US Solar Institute
December 04, 2012
It's been all over the papers the past few days. The Florida Public Service Commission recently approved cost recovery figures for a number of planned and existing nuclear plants managed by FPL and Progress Energy Florida.
Let the sun handle the logistics of managing, burning, and disposing of radioactive material while we merely collect the benefits using safe technologies that don't harm our ecosystems and communities.
In other words, these two can begin charging us more for the electricity they create from nuclear sources.
Such an announcement would have been bad in isolation. But when you consider that Florida’s legislature also revised our renewable portfolio standards specifically to include nuclear power, there’s clearly a concerted effort by state officials to nurture a technology whose time has long past.
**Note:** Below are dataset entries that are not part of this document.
//! A rate-limited, de-duplicating work queue
//!
//! The queue hands every item to at most one worker at a time. Adding an item that is already
//! pending is a no-op, and adding an item that is being processed parks it until the worker
//! calls [`WorkQueue::done`], so a flood of triggers for one key collapses into a single
//! follow-up pass.
use crate::utils::RebuildingBackoff;
use ahash::{AHashMap, AHashSet};
use backon::ExponentialBuilder;
use parking_lot::Mutex;
use std::{
    collections::{BTreeMap, VecDeque},
    fmt,
    hash::Hash,
    sync::Arc,
    time::Duration,
};
use tokio::{
    sync::Notify,
    time::{self, Instant},
};

/// Per-item retry backoff settings
#[derive(Clone, Debug, PartialEq, Eq)]
pub struct Config {
    /// Delay of the first rate-limited retry
    pub base_delay: Duration,
    /// Ceiling of the rate-limited retry delay
    pub max_delay: Duration,
}

impl Default for Config {
    fn default() -> Self {
        Self {
            base_delay: Duration::from_millis(5),
            max_delay: Duration::from_secs(1000),
        }
    }
}

impl Config {
    /// Set the delay of the first retry
    #[must_use]
    pub fn base_delay(mut self, delay: Duration) -> Self {
        self.base_delay = delay;
        self
    }

    /// Set the ceiling of the retry delay
    #[must_use]
    pub fn max_delay(mut self, delay: Duration) -> Self {
        self.max_delay = delay;
        self
    }

    // No jitter: the delays of one item never decrease until it is forgotten.
    fn backoff(&self) -> RebuildingBackoff<ExponentialBuilder> {
        RebuildingBackoff::new(
            ExponentialBuilder::default()
                .with_min_delay(self.base_delay)
                .with_max_delay(self.max_delay.max(self.base_delay))
                .with_factor(2.0)
                .without_max_times(),
        )
    }
}

struct Backoff {
    requeues: u32,
    delays: RebuildingBackoff<ExponentialBuilder>,
}

struct State<T> {
    ready: VecDeque<T>,
    dirty: AHashSet<T>,
    processing: AHashSet<T>,
    delayed: BTreeMap<(Instant, u64), T>,
    deadlines: AHashMap<T, (Instant, u64)>,
    next_seq: u64,
    backoffs: AHashMap<T, Backoff>,
    shutting_down: bool,
}

impl<T: Hash + Eq + Clone> State<T> {
    /// Returns whether `item` became ready
    fn add(&mut self, item: T) -> bool {
        if self.shutting_down || self.dirty.contains(&item) {
            return false;
        }
        self.dirty.insert(item.clone());
        if self.processing.contains(&item) {
            // parked until `done`
            return false;
        }
        self.ready.push_back(item);
        true
    }

    fn promote_due(&mut self, now: Instant) {
        while let Some(entry) = self.delayed.first_entry() {
            if entry.key().0 > now {
                break;
            }
            let item = entry.remove();
            self.deadlines.remove(&item);
            self.add(item);
        }
    }
}

struct Inner<T> {
    state: Mutex<State<T>>,
    notify: Notify,
    config: Config,
}

/// A cloneable handle to a work queue
pub struct WorkQueue<T> {
    inner: Arc<Inner<T>>,
}

impl<T> Clone for WorkQueue<T> {
    fn clone(&self) -> Self {
        Self {
            inner: self.inner.clone(),
        }
    }
}

impl<T> fmt::Debug for WorkQueue<T> {
    fn fmt(&self, f: &mut fmt::Formatter<'_>) -> fmt::Result {
        let state = self.inner.state.lock();
        f.debug_struct("WorkQueue")
            .field("ready", &state.ready.len())
            .field("processing", &state.processing.len())
            .field("delayed", &state.delayed.len())
            .field("shutting_down", &state.shutting_down)
            .finish()
    }
}

impl<T: Hash + Eq + Clone> Default for WorkQueue<T> {
    fn default() -> Self {
        Self::new(Config::default())
    }
}

impl<T: Hash + Eq + Clone> WorkQueue<T> {
    /// Create an empty queue
    #[must_use]
    pub fn new(config: Config) -> Self {
        Self {
            inner: Arc::new(Inner {
                state: Mutex::new(State {
                    ready: VecDeque::new(),
                    dirty: AHashSet::new(),
                    processing: AHashSet::new(),
                    delayed: BTreeMap::new(),
                    deadlines: AHashMap::new(),
                    next_seq: 0,
                    backoffs: AHashMap::new(),
                    shutting_down: false,
                }),
                notify: Notify::new(),
                config,
            }),
        }
    }

    /// Mark `item` as needing processing
    ///
    /// Ignored after [`WorkQueue::shut_down`].
    pub fn add(&self, item: T) {
        let became_ready = self.inner.state.lock().add(item);
        if became_ready {
            self.inner.notify.notify_one();
        }
    }

    /// Add `item` once `delay` has passed
    ///
    /// If the item is already waiting for a deadline, the earlier of the two deadlines wins.
    pub fn add_after(&self, item: T, delay: Duration) {
        if delay.is_zero() {
            return self.add(item);
        }
        let at = Instant::now() + delay;
        {
            let mut state = self.inner.state.lock();
            if state.shutting_down {
                return;
            }
            if let Some(&current) = state.deadlines.get(&item) {
                if current.0 <= at {
                    return;
                }
                state.delayed.remove(&current);
            }
            let key = (at, state.next_seq);
            state.next_seq += 1;
            state.deadlines.insert(item.clone(), key);
            state.delayed.insert(key, item);
        }
        // let a sleeping worker pick up the new deadline
        self.inner.notify.notify_one();
    }

    /// Advance the backoff of `item` and return the delay it would be retried after
    pub fn next_backoff(&self, item: &T) -> Duration {
        let mut state = self.inner.state.lock();
        let max_delay = self.inner.config.max_delay;
        let backoff = state.backoffs.entry(item.clone()).or_insert_with(|| Backoff {
            requeues: 0,
            delays: self.inner.config.backoff(),
        });
        backoff.requeues = backoff.requeues.saturating_add(1);
        backoff.delays.next().unwrap_or(max_delay)
    }

    /// Add `item` after its next backoff delay, returning that delay
    pub fn add_rate_limited(&self, item: T) -> Duration {
        let delay = self.next_backoff(&item);
        self.add_after(item, delay);
        delay
    }

    /// Clear the backoff of `item`
    pub fn forget(&self, item: &T) {
        self.inner.state.lock().backoffs.remove(item);
    }

    /// How many times `item` has been rate limited since it was last forgotten
    #[must_use]
    pub fn num_requeues(&self, item: &T) -> u32 {
        self.inner
            .state
            .lock()
            .backoffs
            .get(item)
            .map_or(0, |backoff| backoff.requeues)
    }

    /// Wait for the next item to process
    ///
    /// The caller owns the item until it calls [`WorkQueue::done`]. Returns `None` once the
    /// queue has been shut down.
    pub async fn get(&self) -> Option<T> {
        loop {
            let notified = self.inner.notify.notified();
            tokio::pin!(notified);
            let next_deadline = {
                let mut state = self.inner.state.lock();
                if state.shutting_down {
                    return None;
                }
                state.promote_due(Instant::now());
                if let Some(item) = state.ready.pop_front() {
                    state.dirty.remove(&item);
                    state.processing.insert(item.clone());
                    if !state.ready.is_empty() {
                        self.inner.notify.notify_one();
                    }
                    return Some(item);
                }
                // register interest before releasing the lock so no wakeup is lost
                notified.as_mut().enable();
                state.delayed.keys().next().map(|(at, _)| *at)
            };
            match next_deadline {
                Some(at) => {
                    tokio::select! {
                        () = &mut notified => {}
                        () = time::sleep_until(at) => {}
                    }
                }
                None => notified.await,
            }
        }
    }

    /// Finish processing `item`, re-queueing it if it was added in the meantime
    pub fn done(&self, item: &T) {
        let requeued = {
            let mut state = self.inner.state.lock();
            state.processing.remove(item);
            if state.dirty.contains(item) && !state.shutting_down {
                state.ready.push_back(item.clone());
                true
            } else {
                false
            }
        };
        if requeued {
            self.inner.notify.notify_one();
        }
    }

    /// Number of items ready to be handed out
    #[must_use]
    pub fn len(&self) -> usize {
        self.inner.state.lock().ready.len()
    }

    /// Whether no item is ready to be handed out
    #[must_use]
    pub fn is_empty(&self) -> bool {
        self.len() == 0
    }

    /// Stop handing out items and wake every waiting [`WorkQueue::get`]
    pub fn shut_down(&self) {
        self.inner.state.lock().shutting_down = true;
        self.inner.notify.notify_waiters();
    }

    /// Whether [`WorkQueue::shut_down`] was called
    #[must_use]
    pub fn is_shutting_down(&self) -> bool {
        self.inner.state.lock().shutting_down
    }
}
I’m not opposed to state or federal governments making long-term decisions about our energy future. In fact, I’ve often written about how our elected officials don’t go far enough. As a solar PV installation instructor, I’m constantly amazed that Florida’s green incentives lag far behind New Jersey, Ontario, Japan, and countless other regions that don’t enjoy the solar potential of the Sunshine State.
Worse still, Florida’s government maintains policies that actually disincentivize homeowners.
The Government Should Act – But It Should Act Responsibly
Although I’m all for greater government involvement, I’m deeply disappointed that this involvement grants so much priority to nuclear energy.
After all, there’s a reason why France, one of the largest markets for nuclear power, decided against building more reactors – a decision made long before the Fukushima Daiichi disaster of 2011.
I could go on and on about the safety risks of nuclear energy. For me, these are sufficient reasons to abandon the technology altogether. But obviously, not everyone feels that way, which is why our state continues to invest in more reactors.
So here are some additional reasons:
1. Nuclear Energy is Expensive
The actual energy generation is cheap (and thus its biggest selling point), but building new plants costs billions in taxpayer money. Arguably bigger still are the disposal expenses – a financial commitment that never really goes away.
2. Nuclear Energy is not Environmentally Friendly
In no way should nuclear ever be included in any legitimate renewable portfolio standard. Disposal is an obvious ecological hazard, but there’s also the actual construction itself. New nuclear plants require a tremendous amount of land, thus, destroying one of Florida’s greatest assets – delicate ecosystems that took millions of years to evolve. That FPL built its Turkey Point nuclear power plant on South Dade County’s coral reef is a perfect example of this general disregard for our state’s unbelievable natural beauty.
3. Nuclear Energy Destroys Property Values
Would you voluntarily move into a neighborhood next to a reactor? Know anyone who would?
If you’re like most people, you have the luxury of deciding. Unfortunately, many homeowners in Florida woke up one morning to discover their community would soon play host to a new reactor.
At a time when our country is desperately trying to bring housing prices back up, nuclear investments take us in the wrong direction. This is especially true in sunny Florida – one of the hardest hit markets during the housing bubble.
4. Nuclear Energy Isn’t Reliable
Before Hurricane Sandy reached New Jersey, the state wisely shut down its nuclear plants. With normal utility power, you keep the generators running until the storm knocks them out.
But with nuclear energy, even a minor breakdown can have disastrous consequences in a region largely unaccustomed to super storms of that magnitude.
For New Jersey, this was a once in a generation event. But in Florida, we have an entire season dedicated to super storms. Why develop energy sources that must voluntarily be shut down every time a hurricane comes along?
By contrast – when doing damage assessment after Hurricane Sandy, the regulatory agency that oversees New Jersey’s power distribution indicated it had received zero reports of solar power malfunctions in the region.
Not only do you not have to shut solar down, but even after the storm has passed, you still have electricity.
One Nuclear Reactor Per Solar System Should Be Enough
Why do we continue to invest taxpayer dollars in a dangerous technology that mimics what our solar system’s largest nuclear reactor already provides for free?
Let the sun handle the logistics of managing, burning, and disposing of radioactive material while we merely collect the benefits using safe technologies that don’t harm our ecosystems and communities.